Copy out all of the records. Keep every word exact.

****************************************

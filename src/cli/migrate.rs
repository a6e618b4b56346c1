//! tt migrate command implementation.

use std::path::PathBuf;

use crate::cli::open_store;
use crate::error::Result;
use crate::migrate::{self, MigrationReport, StepStatus};
use crate::output::{emit_success, HumanOutput, OutputOptions};

pub struct MigrateOptions {
    pub dir: Option<PathBuf>,
    pub json: bool,
    pub quiet: bool,
}

pub fn run(options: MigrateOptions) -> Result<()> {
    let store = open_store(options.dir)?;
    let report = migrate::run(&store)?;

    let mut human = HumanOutput::new(header(&report));
    if let Some(backup) = &report.backup {
        human.push_summary("backup", backup.label.clone());
    }
    for step in &report.steps {
        match step.status {
            StepStatus::Applied => human.push_detail(format!("{}: migrated", step.step)),
            StepStatus::Failed => human.push_warning(format!(
                "{}: {}",
                step.step,
                step.error.as_deref().unwrap_or("failed")
            )),
        }
    }
    if report.failed() > 0 {
        if let Some(backup) = &report.backup {
            human.push_next_step(format!("tt backup restore {}", backup.label));
        }
    }

    emit_success(
        OutputOptions {
            json: options.json,
            quiet: options.quiet,
        },
        "migrate",
        &report,
        Some(&human),
    )
}

fn header(report: &MigrationReport) -> String {
    if report.steps.is_empty() {
        "tt migrate: document already in nested shape".to_string()
    } else if report.failed() == 0 {
        format!("tt migrate: migrated {} task(s)", report.applied())
    } else {
        format!(
            "tt migrate: {} step(s) applied, {} failed",
            report.applied(),
            report.failed()
        )
    }
}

****************************************

EXERCISE ANSWER:
filename src/cli/migrate.rs
repository a6e618b4b56346c1
//! tt migrate command implementation.

use std::path::PathBuf;

use crate::cli::open_store;
use crate::error::Result;
use crate::migrate::{self, MigrationReport, StepStatus};
use crate::output::{emit_success, HumanOutput, OutputOptions};

pub struct MigrateOptions {
    pub dir: Option<PathBuf>,
    pub json: bool,
    pub quiet: bool,
}

pub fn run(options: MigrateOptions) -> Result<()> {
    let store = open_store(options.dir)?;
    let report = migrate::run(&store)?;

    let mut human = HumanOutput::new(header(&report));
    if let Some(backup) = &report.backup {
        human.push_summary("backup", backup.label.clone());
    }
    for step in &report.steps {
        match step.status {
            StepStatus::Applied => human.push_detail(format!("{}: migrated", step.step)),
            StepStatus::Failed => human.push_warning(format!(
                "{}: {}",
                step.step,
                step.error.as_deref().unwrap_or("failed")
            )),
        }
    }
    if report.failed() > 0 {
        if let Some(backup) = &report.backup {
            human.push_next_step(format!("tt backup restore {}", backup.label));
        }
    }

    emit_success(
        OutputOptions {
            json: options.json,
            quiet: options.quiet,
        },
        "migrate",
        &report,
        Some(&human),
    )
}

fn header(report: &MigrationReport) -> String {
    if report.steps.is_empty() {
        "tt migrate: document already in nested shape".to_string()
    } else if report.failed() == 0 {
        format!("tt migrate: migrated {} task(s)", report.applied())
    } else {
        format!(
            "tt migrate: {} step(s) applied, {} failed",
            report.applied(),
            report.failed()
        )
    }
}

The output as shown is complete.